Wherever a line of the records contains "PartialEq", copy that line.
========================================
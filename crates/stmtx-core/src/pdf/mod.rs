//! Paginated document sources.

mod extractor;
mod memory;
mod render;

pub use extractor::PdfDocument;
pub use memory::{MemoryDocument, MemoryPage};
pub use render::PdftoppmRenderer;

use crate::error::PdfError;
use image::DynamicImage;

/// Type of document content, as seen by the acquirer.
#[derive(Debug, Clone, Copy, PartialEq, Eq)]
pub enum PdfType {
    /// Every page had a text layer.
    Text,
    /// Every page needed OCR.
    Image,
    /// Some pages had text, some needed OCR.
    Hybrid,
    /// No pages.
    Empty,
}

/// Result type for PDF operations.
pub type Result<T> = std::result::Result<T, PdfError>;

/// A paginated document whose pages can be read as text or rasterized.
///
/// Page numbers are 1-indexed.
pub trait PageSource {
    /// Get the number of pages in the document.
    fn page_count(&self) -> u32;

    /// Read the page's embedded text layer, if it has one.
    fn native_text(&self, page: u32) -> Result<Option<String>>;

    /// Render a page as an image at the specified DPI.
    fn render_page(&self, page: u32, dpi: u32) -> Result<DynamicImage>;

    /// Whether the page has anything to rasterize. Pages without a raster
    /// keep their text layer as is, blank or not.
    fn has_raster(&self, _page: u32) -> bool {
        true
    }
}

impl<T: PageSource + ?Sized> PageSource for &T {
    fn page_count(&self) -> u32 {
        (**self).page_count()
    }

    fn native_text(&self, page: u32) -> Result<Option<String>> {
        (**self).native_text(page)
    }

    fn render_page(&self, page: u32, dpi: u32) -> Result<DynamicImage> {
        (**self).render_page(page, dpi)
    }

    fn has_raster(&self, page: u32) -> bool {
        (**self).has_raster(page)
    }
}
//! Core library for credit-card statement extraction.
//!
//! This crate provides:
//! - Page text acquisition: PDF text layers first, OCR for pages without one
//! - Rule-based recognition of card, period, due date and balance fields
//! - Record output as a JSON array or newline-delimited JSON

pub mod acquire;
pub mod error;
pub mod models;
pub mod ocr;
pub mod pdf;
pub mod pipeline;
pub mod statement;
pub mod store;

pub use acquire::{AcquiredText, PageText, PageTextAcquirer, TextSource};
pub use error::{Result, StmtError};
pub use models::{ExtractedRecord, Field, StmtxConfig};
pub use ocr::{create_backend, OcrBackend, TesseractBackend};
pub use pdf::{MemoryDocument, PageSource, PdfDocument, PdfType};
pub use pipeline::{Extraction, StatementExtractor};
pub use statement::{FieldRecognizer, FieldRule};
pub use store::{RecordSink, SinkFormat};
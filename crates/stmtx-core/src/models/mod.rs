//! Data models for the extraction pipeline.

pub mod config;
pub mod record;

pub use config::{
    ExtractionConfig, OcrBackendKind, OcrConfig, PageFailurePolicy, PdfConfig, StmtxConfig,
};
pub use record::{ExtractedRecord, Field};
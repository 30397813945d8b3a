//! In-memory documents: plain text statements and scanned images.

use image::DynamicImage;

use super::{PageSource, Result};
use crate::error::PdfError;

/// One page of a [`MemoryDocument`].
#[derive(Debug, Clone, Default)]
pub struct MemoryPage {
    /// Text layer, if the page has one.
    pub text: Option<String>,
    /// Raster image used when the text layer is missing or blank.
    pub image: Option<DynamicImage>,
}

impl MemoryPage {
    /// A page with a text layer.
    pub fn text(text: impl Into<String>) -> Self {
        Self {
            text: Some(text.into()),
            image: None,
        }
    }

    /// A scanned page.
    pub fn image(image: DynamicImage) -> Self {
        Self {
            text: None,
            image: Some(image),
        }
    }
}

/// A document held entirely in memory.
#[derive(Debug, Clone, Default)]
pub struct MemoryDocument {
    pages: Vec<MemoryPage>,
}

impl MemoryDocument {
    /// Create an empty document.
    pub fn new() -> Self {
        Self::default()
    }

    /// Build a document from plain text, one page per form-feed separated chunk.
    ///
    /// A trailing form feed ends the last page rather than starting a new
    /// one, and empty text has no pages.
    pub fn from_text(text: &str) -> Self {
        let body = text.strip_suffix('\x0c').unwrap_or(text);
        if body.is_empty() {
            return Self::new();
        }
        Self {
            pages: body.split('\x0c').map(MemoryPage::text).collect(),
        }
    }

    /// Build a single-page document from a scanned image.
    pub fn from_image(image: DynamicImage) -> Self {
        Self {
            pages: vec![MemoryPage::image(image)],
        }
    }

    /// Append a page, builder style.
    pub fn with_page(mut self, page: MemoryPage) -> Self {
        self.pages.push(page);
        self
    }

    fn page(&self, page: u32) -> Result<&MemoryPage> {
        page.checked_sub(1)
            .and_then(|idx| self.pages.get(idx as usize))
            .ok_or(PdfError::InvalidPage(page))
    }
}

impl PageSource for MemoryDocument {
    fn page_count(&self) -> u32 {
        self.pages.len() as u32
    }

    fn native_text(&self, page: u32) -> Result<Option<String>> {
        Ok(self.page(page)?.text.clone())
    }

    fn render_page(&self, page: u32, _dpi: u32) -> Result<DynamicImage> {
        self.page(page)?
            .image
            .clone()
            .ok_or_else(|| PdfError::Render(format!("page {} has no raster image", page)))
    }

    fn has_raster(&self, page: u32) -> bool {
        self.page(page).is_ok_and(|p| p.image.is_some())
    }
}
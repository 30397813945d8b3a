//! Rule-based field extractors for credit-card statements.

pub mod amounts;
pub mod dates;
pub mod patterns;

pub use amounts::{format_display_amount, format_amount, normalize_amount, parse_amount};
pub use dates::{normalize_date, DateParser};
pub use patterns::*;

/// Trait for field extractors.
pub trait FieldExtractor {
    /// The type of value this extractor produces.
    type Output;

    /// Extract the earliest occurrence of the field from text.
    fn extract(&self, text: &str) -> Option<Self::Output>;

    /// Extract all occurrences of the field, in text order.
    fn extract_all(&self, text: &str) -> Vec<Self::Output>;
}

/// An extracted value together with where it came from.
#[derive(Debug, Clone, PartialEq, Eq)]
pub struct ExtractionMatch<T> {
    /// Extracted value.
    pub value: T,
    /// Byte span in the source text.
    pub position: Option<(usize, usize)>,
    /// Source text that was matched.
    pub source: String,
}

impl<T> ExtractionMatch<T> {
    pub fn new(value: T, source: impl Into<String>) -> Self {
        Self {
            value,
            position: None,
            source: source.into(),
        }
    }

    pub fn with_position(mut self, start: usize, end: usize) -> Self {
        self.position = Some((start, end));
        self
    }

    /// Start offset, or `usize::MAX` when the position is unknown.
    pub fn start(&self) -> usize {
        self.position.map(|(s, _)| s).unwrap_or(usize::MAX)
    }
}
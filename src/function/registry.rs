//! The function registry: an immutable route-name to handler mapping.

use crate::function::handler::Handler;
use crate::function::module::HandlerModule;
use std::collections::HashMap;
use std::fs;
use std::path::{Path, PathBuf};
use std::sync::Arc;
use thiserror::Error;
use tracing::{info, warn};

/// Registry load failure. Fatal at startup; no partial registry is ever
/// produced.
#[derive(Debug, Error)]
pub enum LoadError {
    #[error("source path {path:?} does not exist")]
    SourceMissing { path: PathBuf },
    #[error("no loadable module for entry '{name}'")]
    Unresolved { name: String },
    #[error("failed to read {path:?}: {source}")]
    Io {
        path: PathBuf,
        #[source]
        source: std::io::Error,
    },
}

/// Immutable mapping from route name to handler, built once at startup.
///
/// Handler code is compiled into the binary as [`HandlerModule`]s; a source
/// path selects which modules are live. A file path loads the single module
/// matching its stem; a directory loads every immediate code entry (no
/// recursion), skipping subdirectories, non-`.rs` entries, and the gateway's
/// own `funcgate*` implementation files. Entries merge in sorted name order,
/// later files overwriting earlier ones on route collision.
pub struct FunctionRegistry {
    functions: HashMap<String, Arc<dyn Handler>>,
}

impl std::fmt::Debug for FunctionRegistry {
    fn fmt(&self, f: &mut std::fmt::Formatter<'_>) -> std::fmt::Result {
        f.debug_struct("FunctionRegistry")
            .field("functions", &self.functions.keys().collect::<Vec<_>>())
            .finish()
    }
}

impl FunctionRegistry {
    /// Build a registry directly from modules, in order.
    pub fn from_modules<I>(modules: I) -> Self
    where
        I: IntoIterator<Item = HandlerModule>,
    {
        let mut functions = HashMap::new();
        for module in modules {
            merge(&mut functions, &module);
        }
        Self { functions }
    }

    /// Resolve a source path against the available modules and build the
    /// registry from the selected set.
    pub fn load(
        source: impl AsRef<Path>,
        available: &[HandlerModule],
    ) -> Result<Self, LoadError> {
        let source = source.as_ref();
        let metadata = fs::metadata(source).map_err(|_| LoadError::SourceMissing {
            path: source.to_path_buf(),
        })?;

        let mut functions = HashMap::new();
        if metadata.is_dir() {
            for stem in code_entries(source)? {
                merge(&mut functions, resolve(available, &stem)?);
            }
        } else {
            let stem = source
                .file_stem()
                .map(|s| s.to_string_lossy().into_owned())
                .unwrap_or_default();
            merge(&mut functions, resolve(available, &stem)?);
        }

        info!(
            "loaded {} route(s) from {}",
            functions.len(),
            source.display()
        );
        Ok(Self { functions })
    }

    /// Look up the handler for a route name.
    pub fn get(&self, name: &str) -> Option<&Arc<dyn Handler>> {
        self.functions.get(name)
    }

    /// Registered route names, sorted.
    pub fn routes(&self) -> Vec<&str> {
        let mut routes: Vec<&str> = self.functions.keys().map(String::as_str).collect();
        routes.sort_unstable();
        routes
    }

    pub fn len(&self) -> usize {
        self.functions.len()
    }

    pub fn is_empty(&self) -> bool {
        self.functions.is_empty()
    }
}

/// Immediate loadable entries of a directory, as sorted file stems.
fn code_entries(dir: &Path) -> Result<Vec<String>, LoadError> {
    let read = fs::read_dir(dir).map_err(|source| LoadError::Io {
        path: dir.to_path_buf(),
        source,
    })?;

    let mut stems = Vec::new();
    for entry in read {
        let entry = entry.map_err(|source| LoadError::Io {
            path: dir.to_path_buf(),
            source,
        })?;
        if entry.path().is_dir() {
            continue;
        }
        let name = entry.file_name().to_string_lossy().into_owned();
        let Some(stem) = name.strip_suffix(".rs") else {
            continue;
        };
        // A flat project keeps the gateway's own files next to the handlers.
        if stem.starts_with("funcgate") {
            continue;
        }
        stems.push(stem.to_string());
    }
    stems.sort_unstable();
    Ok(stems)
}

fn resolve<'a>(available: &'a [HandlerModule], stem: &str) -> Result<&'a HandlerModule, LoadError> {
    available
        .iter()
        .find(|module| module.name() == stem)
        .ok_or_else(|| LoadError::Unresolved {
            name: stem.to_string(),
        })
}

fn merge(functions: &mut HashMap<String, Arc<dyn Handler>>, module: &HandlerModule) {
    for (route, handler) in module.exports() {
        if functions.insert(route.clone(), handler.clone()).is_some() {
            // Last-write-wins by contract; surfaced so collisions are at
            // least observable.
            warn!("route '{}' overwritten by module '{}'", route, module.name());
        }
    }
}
========================================
**Response area:**
#[derive(Debug, Clone, Copy, PartialEq, Eq)]
#[derive(Debug, Clone, PartialEq, Eq)]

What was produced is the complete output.